Bloomhuff vive a Lissone con la compagna Ida Villa. “Mi sono trasferito in Italia per amore. La ragione è lei: la mia Ida”. In America era un professore di storia, esperto di seconda guerra mondiale, “eppure non avevo mai sentito parlare della strage di Gorla. Quando l’ho saputo, ho provato un’immensa tristezza e mi sono sentito in colpa”.

Dieci anni fa è andato per la prima volta a Gorla, a depositare il suo mazzo di fiori ai piedi del monumento, che è stato realizzato grazie ai genitori dei bimbi, i quali per raccogliere i soldi necessari hanno anche venduto i mattoni che avevano schiacciato i loro piccoli, a 2 lire l’uno.

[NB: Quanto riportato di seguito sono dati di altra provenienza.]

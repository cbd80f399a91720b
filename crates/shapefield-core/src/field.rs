//! Field controller: spiral layout, the whole-field sway, and the per-frame
//! driver that steps every shape against one pointer/time snapshot.

use crate::animator::{euler_xyz, ShapeState, StepReport};
use crate::config::SceneConfig;
use crate::constants::*;
use crate::hover::{ray_sphere, HoverEvent};
use crate::pointer::{PointerState, WorldViewport};
use crate::shape::{generate, ShapeKind, ShapeMesh};
use glam::{Mat4, Vec3};
use std::f32::consts::TAU;

/// Origin of each shape on a spiral whose radius grows with the index.
pub fn layout(count: usize, spread_radius: f32) -> Vec<Vec3> {
    (0..count)
        .map(|i| {
            let frac = i as f32 / count as f32;
            let angle = frac * TAU;
            let radius = frac * spread_radius;
            Vec3::new(
                angle.cos() * radius,
                (i as f32 * LAYOUT_Y_FREQUENCY).sin() * LAYOUT_Y_AMPLITUDE,
                angle.sin() * radius,
            )
        })
        .collect()
}

/// Bounded sway of the whole field as Euler angles (x, y, 0).
#[inline]
pub fn field_rotation(elapsed_sec: f32) -> Vec3 {
    Vec3::new(
        (elapsed_sec * FIELD_SWAY_X_FREQ).cos() * FIELD_SWAY_X_AMP,
        (elapsed_sec * FIELD_SWAY_Y_FREQ).sin() * FIELD_SWAY_Y_AMP,
        0.0,
    )
}

/// Inputs sampled once per frame and shared by every shape.
#[derive(Clone, Copy, Debug)]
pub struct FrameInput {
    /// Seconds since the first frame.
    pub elapsed: f32,
    /// Seconds since the previous frame.
    pub dt: f32,
    pub pointer: PointerState,
    pub viewport: WorldViewport,
}

pub struct Shape {
    pub kind: ShapeKind,
    pub mesh: ShapeMesh,
    pub state: ShapeState,
    bounding_radius: f32,
}

impl Shape {
    pub fn new(index: usize, kind: ShapeKind, origin: Vec3) -> Self {
        let mesh = generate(index, kind);
        let bounding_radius = mesh.bounding_radius();
        Self {
            kind,
            mesh,
            state: ShapeState::new(index, origin),
            bounding_radius,
        }
    }

    #[inline]
    pub fn index(&self) -> usize {
        self.state.index()
    }

    #[inline]
    pub fn bounding_radius(&self) -> f32 {
        self.bounding_radius
    }

    /// World-space bounding sphere under the field transform `group`.
    fn bounds(&self, group: &Mat4) -> (Vec3, f32) {
        (
            group.transform_point3(self.state.position),
            self.bounding_radius * self.state.scale,
        )
    }
}

pub struct Field {
    shapes: Vec<Shape>,
    rotation: Vec3,
    spread_radius: f32,
}

impl Field {
    /// Build `count` shapes on the spiral. A zero count yields an empty field.
    pub fn new(count: usize, spread_radius: f32) -> Self {
        let shapes = layout(count, spread_radius)
            .into_iter()
            .enumerate()
            .map(|(i, origin)| Shape::new(i, ShapeKind::for_index(i), origin))
            .collect::<Vec<_>>();
        log::debug!(
            "[field] built {} shapes, spread {:.2}, {} points",
            shapes.len(),
            spread_radius,
            shapes.iter().map(|s| s.mesh.len()).sum::<usize>()
        );
        Self {
            shapes,
            rotation: field_rotation(0.0),
            spread_radius,
        }
    }

    pub fn from_config(config: &SceneConfig) -> Self {
        Self::new(config.effective_shape_count(), config.effective_spread())
    }

    pub fn shapes(&self) -> &[Shape] {
        &self.shapes
    }

    pub fn shape(&self, index: usize) -> Option<&Shape> {
        self.shapes.get(index)
    }

    pub fn len(&self) -> usize {
        self.shapes.len()
    }

    pub fn is_empty(&self) -> bool {
        self.shapes.is_empty()
    }

    pub fn spread_radius(&self) -> f32 {
        self.spread_radius
    }

    /// Current sway as Euler angles.
    pub fn rotation(&self) -> Vec3 {
        self.rotation
    }

    pub fn group_matrix(&self) -> Mat4 {
        Mat4::from_quat(euler_xyz(self.rotation))
    }

    /// Model matrix of shape `index`, field sway included.
    pub fn world_matrix(&self, index: usize) -> Option<Mat4> {
        self.shapes
            .get(index)
            .map(|s| self.group_matrix() * s.state.local_matrix())
    }

    /// Advance the sway and every shape by one frame.
    pub fn update(&mut self, input: &FrameInput) -> Vec<StepReport> {
        self.rotation = field_rotation(input.elapsed);
        let cursor = input.pointer.world(input.viewport);
        self.step_shapes(input.dt, cursor)
    }

    /// Step every shape against an explicit world-space cursor.
    pub fn step_shapes(&mut self, dt_sec: f32, pointer_world: Option<Vec3>) -> Vec<StepReport> {
        self.shapes
            .iter_mut()
            .map(|s| s.state.step(dt_sec, pointer_world))
            .collect()
    }

    pub fn set_hovered(&mut self, index: usize, hovered: bool) -> bool {
        match self.shapes.get_mut(index) {
            Some(s) => s.state.set_hovered(hovered),
            None => false,
        }
    }

    pub fn apply_hover(&mut self, events: &[HoverEvent]) {
        for ev in events {
            match *ev {
                HoverEvent::Enter(i) => {
                    self.set_hovered(i, true);
                }
                HoverEvent::Leave(i) => {
                    self.set_hovered(i, false);
                }
            }
        }
    }

    pub fn hovered_index(&self) -> Option<usize> {
        self.shapes.iter().position(|s| s.state.hovered())
    }

    /// Whether the ray hits shape `index`'s scaled bounding sphere.
    pub fn hits(&self, index: usize, ray_origin: Vec3, ray_dir: Vec3) -> bool {
        self.shapes.get(index).map_or(false, |s| {
            let (center, radius) = s.bounds(&self.group_matrix());
            ray_sphere(ray_origin, ray_dir, center, radius).is_some()
        })
    }

    /// Like [`Field::pick`] but keeps `current` while the ray still hits it.
    pub fn pick_keeping(
        &self,
        ray_origin: Vec3,
        ray_dir: Vec3,
        current: Option<usize>,
    ) -> Option<usize> {
        match current {
            Some(i) if self.hits(i, ray_origin, ray_dir) => Some(i),
            _ => self.pick(ray_origin, ray_dir),
        }
    }

    /// Nearest shape whose scaled bounding sphere the ray hits.
    pub fn pick(&self, ray_origin: Vec3, ray_dir: Vec3) -> Option<usize> {
        let group = self.group_matrix();
        let mut best = None::<(usize, f32)>;
        for (i, s) in self.shapes.iter().enumerate() {
            let (center, radius) = s.bounds(&group);
            if let Some(t) = ray_sphere(ray_origin, ray_dir, center, radius) {
                match best {
                    Some((_, bt)) if t >= bt => {}
                    _ => best = Some((i, t)),
                }
            }
        }
        best.map(|(i, _)| i)
    }
}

Ho incontrato Graziella mentre deponevo il mazzo di fiori. Era commossa, allora mi sono avvicinato e le ho dato i fiori”. Era il 2014 e da allora, ogni 20 ottobre, il rituale si ripete. “Ho saltato solo gli anni del Covid”, precisa Bloomhuff.

Dalla scuola al campo

“È un mistero – commenta Ida – come facciano a capirsi, perché Graziella parla solo italiano e Robert solo inglese. Evidentemente, in questo caso non c’è bisogno di parole”. Oggi Bloomhuff, che in Italia è stato professore di inglese, è in pensione ma non si ferma. “Sono sempre insegnante – fa sapere – solo che mi sono spostato su un campo sportivo: sono allenatore di football americano, coach nella squadra Daemons di Cernusco”.

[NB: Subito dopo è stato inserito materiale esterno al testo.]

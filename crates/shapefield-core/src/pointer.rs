//! Pointer and viewport state sampled once per frame.

use glam::{Vec2, Vec3};

/// Canvas size in CSS pixels.
#[derive(Clone, Copy, Debug, PartialEq)]
pub struct ViewportSize {
    pub width: f32,
    pub height: f32,
}

impl ViewportSize {
    pub fn new(width: f32, height: f32) -> Self {
        Self { width, height }
    }

    #[inline]
    pub fn aspect(&self) -> f32 {
        if self.width > 0.0 && self.height > 0.0 {
            self.width / self.height
        } else {
            1.0
        }
    }
}

impl Default for ViewportSize {
    fn default() -> Self {
        Self::new(1.0, 1.0)
    }
}

/// Visible world-space rectangle on the plane through the look-at target.
#[derive(Clone, Copy, Debug, PartialEq)]
pub struct WorldViewport {
    pub width: f32,
    pub height: f32,
}

impl WorldViewport {
    pub fn at_distance(fovy_radians: f32, aspect: f32, distance: f32) -> Self {
        let height = 2.0 * (fovy_radians / 2.0).tan() * distance;
        Self {
            width: height * aspect,
            height,
        }
    }
}

/// Normalized pointer position, `None` while the pointer is outside the canvas.
#[derive(Clone, Copy, Debug, Default, PartialEq)]
pub struct PointerState {
    pub ndc: Option<Vec2>,
}

impl PointerState {
    pub fn at(x: f32, y: f32) -> Self {
        Self {
            ndc: Some(Vec2::new(x, y)),
        }
    }

    /// Cursor on the z = 0 plane in world units, `None` when absent.
    pub fn world(&self, viewport: WorldViewport) -> Option<Vec3> {
        self.ndc.map(|p| pointer_world(p, viewport))
    }
}

#[inline]
pub fn pointer_world(ndc: Vec2, viewport: WorldViewport) -> Vec3 {
    Vec3::new(
        ndc.x * viewport.width / 2.0,
        ndc.y * viewport.height / 2.0,
        0.0,
    )
}

/// Map a CSS-pixel position inside a `width` x `height` box to ndc with +y up.
/// Returns `None` for degenerate boxes and for positions outside the box.
pub fn ndc_from_css(x: f32, y: f32, width: f32, height: f32) -> Option<Vec2> {
    if !(width > 0.0 && height > 0.0) {
        return None;
    }
    if !(0.0..=width).contains(&x) || !(0.0..=height).contains(&y) {
        return None;
    }
    Some(Vec2::new((x / width) * 2.0 - 1.0, 1.0 - (y / height) * 2.0))
}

Robert e Ida si sono conosciuti nel 1981 in Germania, dove lavoravano entrambi in un hotel. “Poi ci siamo persi di vista. Ritrovandoci dopo quasi 30 anni”, racconta lei. “Io ho cercato il suo nome su internet, c’erano due indirizzi mail: uno di un professore, l’altro di un medico. Ho scritto al professore e mi ha risposto proprio lui: “Mi hai trovato, sono io“”.